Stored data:
//! Lenient timestamp parsing for store rows.
//!
//! `timestamptz` columns come back as RFC 3339 with an offset; plain
//! `timestamp` columns have none and are taken as UTC.

use chrono::{DateTime, NaiveDateTime, Utc};
use serde::{Deserialize, Deserializer};

/// Parse a store timestamp, with or without an offset.
pub fn parse(raw: &str) -> Option<DateTime<Utc>> {
    if let Ok(ts) = DateTime::parse_from_rfc3339(raw) {
        return Some(ts.with_timezone(&Utc));
    }
    ["%Y-%m-%dT%H:%M:%S%.f", "%Y-%m-%d %H:%M:%S%.f"]
        .iter()
        .find_map(|fmt| NaiveDateTime::parse_from_str(raw, fmt).ok())
        .map(|naive| naive.and_utc())
}

/// `deserialize_with` helper for optional timestamp fields.
pub(crate) fn deserialize_opt<'de, D>(deserializer: D) -> Result<Option<DateTime<Utc>>, D::Error>
where
    D: Deserializer<'de>,
{
    match Option::<String>::deserialize(deserializer)? {
        None => Ok(None),
        Some(raw) => parse(&raw)
            .map(Some)
            .ok_or_else(|| serde::de::Error::custom(format!("invalid timestamp: {}", raw))),
    }
}

#[cfg(test)]
mod tests {
    use super::*;
    use chrono::TimeZone;

    #[test]
    fn test_parse_with_offset() {
        let ts = parse("2024-03-01T12:00:00+02:00").unwrap();
        assert_eq!(ts, Utc.with_ymd_and_hms(2024, 3, 1, 10, 0, 0).unwrap());
    }

    #[test]
    fn test_parse_without_offset_is_utc() {
        let ts = parse("2024-03-01T12:00:00.250").unwrap();
        assert_eq!(ts.timestamp(), Utc.with_ymd_and_hms(2024, 3, 1, 12, 0, 0).unwrap().timestamp());

        assert!(parse("2024-03-01 12:00:00").is_some());
    }

    #[test]
    fn test_parse_garbage() {
        assert!(parse("yesterday").is_none());
    }
}
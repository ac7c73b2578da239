//! Idea Card Component
//!
//! One labelled slot of the idea with its own regenerate button.

use dioxus::prelude::*;

/// Card showing one part of the idea.
///
/// # Example
///
/// ```rust,ignore
/// rsx! {
///     IdeaCard {
///         title: "Do what:",
///         content: "Bake challah",
///         flipping: false,
///         on_regenerate: move |_| regenerate(Slot::Action),
///     }
/// }
/// ```
#[component]
pub fn IdeaCard(
    /// Slot label
    title: String,
    /// Current value
    content: String,
    /// Whether the flip animation is running
    #[props(default = false)]
    flipping: bool,
    /// Raised by the regenerate button
    on_regenerate: EventHandler<()>,
) -> Element {
    let flip_class = if flipping { "idea-card--flipping" } else { "" };

    rsx! {
        div { class: "idea-card {flip_class}",
            button {
                class: "idea-card__regenerate",
                title: "New suggestion",
                onclick: move |e| {
                    e.stop_propagation();
                    on_regenerate.call(());
                },
                "↻"
            }

            h3 { class: "idea-card__title", "{title}" }
            p { class: "idea-card__content", "{content}" }
        }
    }
}
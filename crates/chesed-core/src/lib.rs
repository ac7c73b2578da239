//! The Chesed Machine Core Library
//!
//! Everything behind the idea-generator widget that is not rendering.
//!
//! ## Overview
//!
//! The widget composes a three-part chesed idea ("do what / for whom / when")
//! from word lists published as a spreadsheet, lets the user re-roll any
//! single part, and records the ideas people commit to in a hosted data
//! store. A shared counter tracks how many ideas have been generated.
//!
//! ## Quick Start
//!
//! ```ignore
//! use chesed_core::{IdeaState, MemoryStore, Slot, WordListLoader};
//!
//! #[tokio::main]
//! async fn main() -> Result<(), Box<dyn std::error::Error>> {
//!     let lists = WordListLoader::new(chesed_core::config::DEFAULT_WORD_LIST_URL)
//!         .load()
//!         .await?;
//!
//!     let mut state = IdeaState::default();
//!     state.regenerate_all(&lists, &mut rand::rng());
//!     state.regenerate(Slot::Time, &lists, &mut rand::rng());
//!
//!     println!("{}", state.idea.full_text());
//!     Ok(())
//! }
//! ```

pub mod commitment;
pub mod config;
pub mod counter;
pub mod error;
pub mod idea;
pub mod share;
pub mod sheets;
pub mod storage;
pub mod store;
pub mod timestamp;
pub mod welcome;
pub mod words;

// Re-exports
pub use commitment::{
    Commitment, CommitmentRecorder, NewCommitment, RecorderView, ReminderContact, ReminderWrite,
};
pub use config::{AppConfig, WordSource};
pub use counter::{Counter, IncrementOutcome};
pub use error::{ChesedError, ChesedResult};
pub use idea::{Idea, IdeaState, PendingFlip, Slot, FLIP_DURATION, FLIP_MIDPOINT};
pub use share::SharePlatform;
pub use sheets::{refresh_idea_components, IdeaComponents, SheetsClient, SheetsConfig};
pub use storage::Storage;
pub use store::{IdeaStore, MemoryStore, RestStore, SharedStore};
pub use welcome::WelcomeGate;
pub use words::{load_word_lists, parse_word_lists, WordListLoader, WordLists, PLACEHOLDER};
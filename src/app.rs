use dioxus::prelude::*;

use chesed_core::{load_word_lists, WordLists};

use crate::components::{notify, FirstVisitWelcome, Header, IdeaGenerator, ToastKind, ToastStack, Toasts};
use crate::context::AppServices;
use crate::theme::GLOBAL_STYLES;

/// Root application component.
///
/// Provides global styles, shared services and the word lists, then loads
/// the lists once on mount.
#[component]
pub fn App() -> Element {
    let services = use_context_provider(|| AppServices::new(&crate::app_config()));
    let mut word_lists: Signal<WordLists> = use_signal(WordLists::default);
    let toasts: Signal<Toasts> = use_signal(Toasts::default);

    use_context_provider(|| word_lists);
    use_context_provider(|| toasts);

    // Load word lists on mount
    use_hook(move || {
        spawn(async move {
            match load_word_lists(&services.config.word_source, services.store.as_ref()).await {
                Ok(lists) => {
                    if lists.is_empty() {
                        tracing::warn!("Word lists loaded but empty");
                    }
                    word_lists.set(lists);
                }
                Err(e) => {
                    tracing::error!("Error fetching word lists: {}", e);
                    notify(toasts, ToastKind::Error, "Failed to load ideas", None);
                }
            }
        });
    });

    rsx! {
        style { {GLOBAL_STYLES} }
        main { class: "page",
            FirstVisitWelcome {}
            Header {}
            IdeaGenerator {}
        }
        ToastStack {}
    }
}
//! Error types for the Chesed Machine

use thiserror::Error;

/// Main error type for Chesed Machine operations
#[derive(Error, Debug)]
pub enum ChesedError {
    /// Transport failure talking to a remote endpoint
    #[error("Network error: {0}")]
    Network(String),

    /// Remote endpoint answered with a non-success status
    #[error("HTTP {status}: {body}")]
    Http { status: u16, body: String },

    /// Response body could not be understood
    #[error("Malformed response: {0}")]
    MalformedResponse(String),

    /// Record was not found in the hosted store
    #[error("Record not found: {0}")]
    NotFound(String),

    /// Database creation/opening error
    #[error("Database error: {0}")]
    Database(#[from] redb::DatabaseError),

    /// Transaction error
    #[error("Transaction error: {0}")]
    Transaction(#[from] redb::TransactionError),

    /// Table error
    #[error("Table error: {0}")]
    Table(#[from] redb::TableError),

    /// Storage operation error
    #[error("Storage operation error: {0}")]
    StorageOp(#[from] redb::StorageError),

    /// Commit error
    #[error("Commit error: {0}")]
    Commit(#[from] redb::CommitError),

    /// Error during serialization/deserialization
    #[error("Serialization error: {0}")]
    Serialization(#[from] serde_json::Error),

    /// General I/O error
    #[error("IO error: {0}")]
    Io(#[from] std::io::Error),

    /// Missing or invalid configuration value
    #[error("Configuration error: {0}")]
    Config(String),

    /// Invalid operation for current state
    #[error("Invalid operation: {0}")]
    InvalidOperation(String),
}

impl From<reqwest::Error> for ChesedError {
    fn from(err: reqwest::Error) -> Self {
        if err.is_decode() {
            ChesedError::MalformedResponse(err.to_string())
        } else if let Some(status) = err.status() {
            ChesedError::Http {
                status: status.as_u16(),
                body: err.to_string(),
            }
        } else {
            ChesedError::Network(err.to_string())
        }
    }
}

/// Result type alias using ChesedError
pub type ChesedResult<T> = Result<T, ChesedError>;

/// Turn a non-2xx response into [`ChesedError::Http`], keeping the body for the log.
pub(crate) async fn check_status(response: reqwest::Response) -> ChesedResult<reqwest::Response> {
    let status = response.status();
    if status.is_success() {
        return Ok(response);
    }
    let body = response.text().await.unwrap_or_default();
    Err(ChesedError::Http {
        status: status.as_u16(),
        body,
    })
}
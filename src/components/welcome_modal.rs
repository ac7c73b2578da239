//! Welcome Modal Component
//!
//! Explains how the machine works. Opens by itself on a device's first
//! visit and on demand from the header's info button.

use dioxus::prelude::*;

use crate::context::use_services;

/// Welcome/info overlay.
#[component]
pub fn WelcomeModal(
    /// Whether to show the modal
    show: bool,
    /// Callback when modal is closed
    on_close: EventHandler<()>,
) -> Element {
    if !show {
        return rsx! {};
    }

    rsx! {
        div {
            class: "modal-overlay",
            onclick: move |_| on_close.call(()),

            div {
                class: "modal-content welcome-modal",
                onclick: move |e| e.stop_propagation(),

                h2 { class: "welcome-modal__title", "✨ Welcome to the Chesed Machine! ✨" }

                p { class: "welcome-modal__quote",
                    "Chesed is one of the three pillars the world stands on (Avos 1:2)."
                }

                p {
                    "Most of us want to help the people around us, but planning something big is daunting "
                    "and even a small idea can be hard to come up with on the spot."
                }

                div { class: "welcome-modal__callout",
                    p { class: "welcome-modal__callout-title", "Enter the Chesed Machine!" }
                    p {
                        "It puts together a quick idea for a chesed you can do for the people in your life, "
                        "near or far."
                    }
                }

                p { class: "welcome-modal__heading", "How it works:" }
                ol { class: "welcome-modal__steps",
                    li { "Press \"Generate new idea\" to get a fresh suggestion." }
                    li {
                        "The what, who and when each appear in their own card. Keep the idea, "
                        "generate a whole new one, or re-roll a single card with its ↻ button."
                    }
                    li {
                        "When you've settled on one, press \"I'll Do This One\" to log your chesed "
                        "and share it."
                    }
                    li { class: "welcome-modal__warning",
                        "Your chesed is only logged once you press that button!"
                    }
                }

                p {
                    "Sometimes the machine comes up with something wild. We'd love to hear about those, "
                    "along with any comments or suggestions."
                }
                p { class: "welcome-modal__email", "✉ chessedmachine@gmail.com" }

                button {
                    class: "btn-generate welcome-modal__start",
                    onclick: move |_| on_close.call(()),
                    "Let's Get Started!"
                }
            }
        }
    }
}

/// Welcome overlay that opens by itself the first time this device runs the widget.
#[component]
pub fn FirstVisitWelcome() -> Element {
    let services = use_services();
    let mut open = use_signal(move || match &services.welcome {
        Some(gate) => gate.check_first_visit().unwrap_or_else(|e| {
            tracing::warn!("Could not read first-visit flag: {}", e);
            false
        }),
        None => false,
    });

    rsx! {
        WelcomeModal {
            show: open(),
            on_close: move |_| open.set(false),
        }
    }
}
//! Queue nodes and tagged links

use crate::pool::PoolHandle;
use std::cell::UnsafeCell;
use std::mem::MaybeUninit;
use std::sync::atomic::{AtomicBool, AtomicU64, Ordering};

/// Keeps a hot atomic on its own cache line
#[repr(align(64))]
pub(crate) struct CachePadded<T>(T);

impl<T> CachePadded<T> {
    pub const fn new(value: T) -> Self {
        Self(value)
    }
}

impl<T> std::ops::Deref for CachePadded<T> {
    type Target = T;
    fn deref(&self) -> &T {
        &self.0
    }
}

/// A node handle paired with an ABA tag, packed into one atomic word
#[derive(Debug, Clone, Copy, PartialEq, Eq)]
pub(crate) struct Link {
    pub handle: PoolHandle,
    pub tag: u32,
}

impl Link {
    pub fn new(handle: PoolHandle, tag: u32) -> Self {
        Self { handle, tag }
    }

    pub fn null(tag: u32) -> Self {
        Self::new(PoolHandle::NULL, tag)
    }

    pub fn is_null(&self) -> bool {
        self.handle.is_null()
    }

    /// Same tag lineage, pointing somewhere else
    pub fn swing(&self, handle: PoolHandle) -> Self {
        Self::new(handle, self.tag.wrapping_add(1))
    }

    pub fn pack(self) -> u64 {
        (u64::from(self.tag) << 32) | u64::from(self.handle.to_bits())
    }

    pub fn unpack(raw: u64) -> Self {
        Self {
            handle: PoolHandle::from_bits(raw as u32),
            tag: (raw >> 32) as u32,
        }
    }
}

/// Queue node living in a growable pool
///
/// The node memory is type-stable: once a chunk exists, its nodes stay
/// initialised, so a racing thread holding a stale handle only ever reads
/// the atomic `next` word.
pub struct Node<T> {
    pub(crate) next: AtomicU64,
    /// Two-phase release: set once when the value is consumed and once when
    /// the node is unlinked as the old dummy. The second setter frees it.
    pub(crate) released: AtomicBool,
    pub(crate) value: UnsafeCell<MaybeUninit<T>>,
}

impl<T> Default for Node<T> {
    fn default() -> Self {
        Self {
            next: AtomicU64::new(Link::null(0).pack()),
            released: AtomicBool::new(false),
            value: UnsafeCell::new(MaybeUninit::uninit()),
        }
    }
}

// SAFETY: `value` is written only by the pusher that allocated the node,
// before the node is linked (Release), and read only by the single popper
// whose head CAS moved past the node's predecessor. All other shared state
// is atomic.
unsafe impl<T: Send> Sync for Node<T> {}

impl<T> Node<T> {
    /// Prepare a freshly allocated node to carry `value`
    ///
    /// # Safety
    /// The caller must own the node exclusively (just allocated, not linked).
    pub(crate) unsafe fn prepare(&self, value: T) {
        (*self.value.get()).write(value);
        self.released.store(false, Ordering::Relaxed);
        let previous = Link::unpack(self.next.load(Ordering::Relaxed));
        self.next
            .store(Link::null(previous.tag.wrapping_add(1)).pack(), Ordering::Release);
    }

    /// Mark the node as the initial dummy, whose value phase is already done
    pub(crate) fn prepare_dummy(&self) {
        self.released.store(true, Ordering::Relaxed);
        let previous = Link::unpack(self.next.load(Ordering::Relaxed));
        self.next
            .store(Link::null(previous.tag.wrapping_add(1)).pack(), Ordering::Release);
    }

    /// Move the value out
    ///
    /// # Safety
    /// The caller must have won the head CAS that made this node the dummy,
    /// and may call this only once per `prepare`.
    pub(crate) unsafe fn take(&self) -> T {
        (*self.value.get()).assume_init_read()
    }

    /// Run one release phase; true when the caller must free the node
    pub(crate) fn release(&self) -> bool {
        self.released.swap(true, Ordering::AcqRel)
    }
}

- **Directions for this task**:
What the answer needs is every line from the data above with "CachePadded" in it.

- **Solved exercise**:
pub(crate) struct CachePadded<T>(T);
impl<T> CachePadded<T> {
impl<T> std::ops::Deref for CachePadded<T> {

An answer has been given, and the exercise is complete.